• Exercise materials:
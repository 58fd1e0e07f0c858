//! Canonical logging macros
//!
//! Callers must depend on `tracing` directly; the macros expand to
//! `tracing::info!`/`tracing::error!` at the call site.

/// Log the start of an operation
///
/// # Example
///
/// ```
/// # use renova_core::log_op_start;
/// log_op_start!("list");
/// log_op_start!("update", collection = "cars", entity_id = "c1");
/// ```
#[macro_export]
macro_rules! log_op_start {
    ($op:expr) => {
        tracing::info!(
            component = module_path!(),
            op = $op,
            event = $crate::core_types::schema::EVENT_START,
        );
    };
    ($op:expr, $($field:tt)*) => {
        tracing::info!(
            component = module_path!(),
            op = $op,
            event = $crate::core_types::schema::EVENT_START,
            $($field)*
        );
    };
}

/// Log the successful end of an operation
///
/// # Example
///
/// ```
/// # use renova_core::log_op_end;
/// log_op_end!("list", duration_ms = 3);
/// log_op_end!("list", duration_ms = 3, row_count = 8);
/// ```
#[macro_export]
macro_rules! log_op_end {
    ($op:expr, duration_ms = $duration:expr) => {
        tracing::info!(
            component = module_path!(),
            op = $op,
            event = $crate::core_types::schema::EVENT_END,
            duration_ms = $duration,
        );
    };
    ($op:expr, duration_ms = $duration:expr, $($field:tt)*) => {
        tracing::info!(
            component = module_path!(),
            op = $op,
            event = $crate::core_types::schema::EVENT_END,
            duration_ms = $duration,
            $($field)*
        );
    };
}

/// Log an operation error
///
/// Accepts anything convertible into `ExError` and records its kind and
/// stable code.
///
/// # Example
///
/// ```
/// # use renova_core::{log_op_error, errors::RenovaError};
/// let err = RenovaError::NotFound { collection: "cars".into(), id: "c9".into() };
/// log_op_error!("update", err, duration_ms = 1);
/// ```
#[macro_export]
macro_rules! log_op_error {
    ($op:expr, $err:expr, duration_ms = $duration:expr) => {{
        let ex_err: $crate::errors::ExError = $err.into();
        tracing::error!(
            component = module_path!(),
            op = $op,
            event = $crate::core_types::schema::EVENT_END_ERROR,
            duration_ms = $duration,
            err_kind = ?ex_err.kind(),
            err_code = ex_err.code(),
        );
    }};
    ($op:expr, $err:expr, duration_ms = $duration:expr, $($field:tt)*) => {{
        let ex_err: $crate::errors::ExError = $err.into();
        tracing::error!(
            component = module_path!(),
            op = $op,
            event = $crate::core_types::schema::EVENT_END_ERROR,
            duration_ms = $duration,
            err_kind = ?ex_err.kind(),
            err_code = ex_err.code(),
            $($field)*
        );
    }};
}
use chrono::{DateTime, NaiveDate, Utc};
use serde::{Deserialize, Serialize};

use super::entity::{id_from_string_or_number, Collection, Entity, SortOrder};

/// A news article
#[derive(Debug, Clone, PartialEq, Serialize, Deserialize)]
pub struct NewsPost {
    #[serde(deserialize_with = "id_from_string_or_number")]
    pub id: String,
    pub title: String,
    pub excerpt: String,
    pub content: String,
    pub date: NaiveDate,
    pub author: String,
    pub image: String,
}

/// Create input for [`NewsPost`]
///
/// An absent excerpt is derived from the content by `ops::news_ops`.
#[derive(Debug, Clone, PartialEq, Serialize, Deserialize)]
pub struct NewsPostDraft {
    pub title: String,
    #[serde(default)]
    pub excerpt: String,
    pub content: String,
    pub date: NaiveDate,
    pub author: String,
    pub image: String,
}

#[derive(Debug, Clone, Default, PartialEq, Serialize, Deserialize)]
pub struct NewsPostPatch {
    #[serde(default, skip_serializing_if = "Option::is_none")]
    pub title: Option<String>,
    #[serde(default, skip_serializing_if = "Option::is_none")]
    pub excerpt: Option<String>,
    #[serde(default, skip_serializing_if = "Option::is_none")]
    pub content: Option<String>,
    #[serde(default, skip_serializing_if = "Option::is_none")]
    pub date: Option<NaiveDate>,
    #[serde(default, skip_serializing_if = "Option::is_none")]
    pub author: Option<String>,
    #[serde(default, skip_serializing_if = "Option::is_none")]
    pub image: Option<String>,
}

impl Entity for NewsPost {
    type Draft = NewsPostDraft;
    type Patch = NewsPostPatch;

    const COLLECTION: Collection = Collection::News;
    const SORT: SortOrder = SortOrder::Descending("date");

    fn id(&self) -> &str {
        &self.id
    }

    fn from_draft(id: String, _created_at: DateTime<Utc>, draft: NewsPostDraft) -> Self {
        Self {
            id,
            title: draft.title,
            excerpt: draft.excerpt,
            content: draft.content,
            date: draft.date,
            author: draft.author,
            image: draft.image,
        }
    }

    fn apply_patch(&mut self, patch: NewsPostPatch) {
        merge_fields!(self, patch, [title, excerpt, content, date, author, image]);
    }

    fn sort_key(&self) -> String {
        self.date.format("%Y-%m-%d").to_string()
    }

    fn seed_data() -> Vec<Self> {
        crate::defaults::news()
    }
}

• Work instructions: Could you reproduce all of the entries above exactly?

• Answer to this problem:
repository 58fd1e0e07f0c858
//! Canonical logging macros
//!
//! Callers must depend on `tracing` directly; the macros expand to
//! `tracing::info!`/`tracing::error!` at the call site.

/// Log the start of an operation
///
/// # Example
///
/// ```
/// # use renova_core::log_op_start;
/// log_op_start!("list");
/// log_op_start!("update", collection = "cars", entity_id = "c1");
/// ```
#[macro_export]
macro_rules! log_op_start {
    ($op:expr) => {
        tracing::info!(
            component = module_path!(),
            op = $op,
            event = $crate::core_types::schema::EVENT_START,
        );
    };
    ($op:expr, $($field:tt)*) => {
        tracing::info!(
            component = module_path!(),
            op = $op,
            event = $crate::core_types::schema::EVENT_START,
            $($field)*
        );
    };
}

/// Log the successful end of an operation
///
/// # Example
///
/// ```
/// # use renova_core::log_op_end;
/// log_op_end!("list", duration_ms = 3);
/// log_op_end!("list", duration_ms = 3, row_count = 8);
/// ```
#[macro_export]
macro_rules! log_op_end {
    ($op:expr, duration_ms = $duration:expr) => {
        tracing::info!(
            component = module_path!(),
            op = $op,
            event = $crate::core_types::schema::EVENT_END,
            duration_ms = $duration,
        );
    };
    ($op:expr, duration_ms = $duration:expr, $($field:tt)*) => {
        tracing::info!(
            component = module_path!(),
            op = $op,
            event = $crate::core_types::schema::EVENT_END,
            duration_ms = $duration,
            $($field)*
        );
    };
}

/// Log an operation error
///
/// Accepts anything convertible into `ExError` and records its kind and
/// stable code.
///
/// # Example
///
/// ```
/// # use renova_core::{log_op_error, errors::RenovaError};
/// let err = RenovaError::NotFound { collection: "cars".into(), id: "c9".into() };
/// log_op_error!("update", err, duration_ms = 1);
/// ```
#[macro_export]
macro_rules! log_op_error {
    ($op:expr, $err:expr, duration_ms = $duration:expr) => {{
        let ex_err: $crate::errors::ExError = $err.into();
        tracing::error!(
            component = module_path!(),
            op = $op,
            event = $crate::core_types::schema::EVENT_END_ERROR,
            duration_ms = $duration,
            err_kind = ?ex_err.kind(),
            err_code = ex_err.code(),
        );
    }};
    ($op:expr, $err:expr, duration_ms = $duration:expr, $($field:tt)*) => {{
        let ex_err: $crate::errors::ExError = $err.into();
        tracing::error!(
            component = module_path!(),
            op = $op,
            event = $crate::core_types::schema::EVENT_END_ERROR,
            duration_ms = $duration,
            err_kind = ?ex_err.kind(),
            err_code = ex_err.code(),
            $($field)*
        );
    }};
}
use chrono::{DateTime, NaiveDate, Utc};
use serde::{Deserialize, Serialize};

use super::entity::{id_from_string_or_number, Collection, Entity, SortOrder};

/// A news article
#[derive(Debug, Clone, PartialEq, Serialize, Deserialize)]
pub struct NewsPost {
    #[serde(deserialize_with = "id_from_string_or_number")]
    pub id: String,
    pub title: String,
    pub excerpt: String,
    pub content: String,
    pub date: NaiveDate,
    pub author: String,
    pub image: String,
}

/// Create input for [`NewsPost`]
///
/// An absent excerpt is derived from the content by `ops::news_ops`.
#[derive(Debug, Clone, PartialEq, Serialize, Deserialize)]
pub struct NewsPostDraft {
    pub title: String,
    #[serde(default)]
    pub excerpt: String,
    pub content: String,
    pub date: NaiveDate,
    pub author: String,
    pub image: String,
}

#[derive(Debug, Clone, Default, PartialEq, Serialize, Deserialize)]
pub struct NewsPostPatch {
    #[serde(default, skip_serializing_if = "Option::is_none")]
    pub title: Option<String>,
    #[serde(default, skip_serializing_if = "Option::is_none")]
    pub excerpt: Option<String>,
    #[serde(default, skip_serializing_if = "Option::is_none")]
    pub content: Option<String>,
    #[serde(default, skip_serializing_if = "Option::is_none")]
    pub date: Option<NaiveDate>,
    #[serde(default, skip_serializing_if = "Option::is_none")]
    pub author: Option<String>,
    #[serde(default, skip_serializing_if = "Option::is_none")]
    pub image: Option<String>,
}

impl Entity for NewsPost {
    type Draft = NewsPostDraft;
    type Patch = NewsPostPatch;

    const COLLECTION: Collection = Collection::News;
    const SORT: SortOrder = SortOrder::Descending("date");

    fn id(&self) -> &str {
        &self.id
    }

    fn from_draft(id: String, _created_at: DateTime<Utc>, draft: NewsPostDraft) -> Self {
        Self {
            id,
            title: draft.title,
            excerpt: draft.excerpt,
            content: draft.content,
            date: draft.date,
            author: draft.author,
            image: draft.image,
        }
    }

    fn apply_patch(&mut self, patch: NewsPostPatch) {
        merge_fields!(self, patch, [title, excerpt, content, date, author, image]);
    }

    fn sort_key(&self) -> String {
        self.date.format("%Y-%m-%d").to_string()
    }

    fn seed_data() -> Vec<Self> {
        crate::defaults::news()
    }
}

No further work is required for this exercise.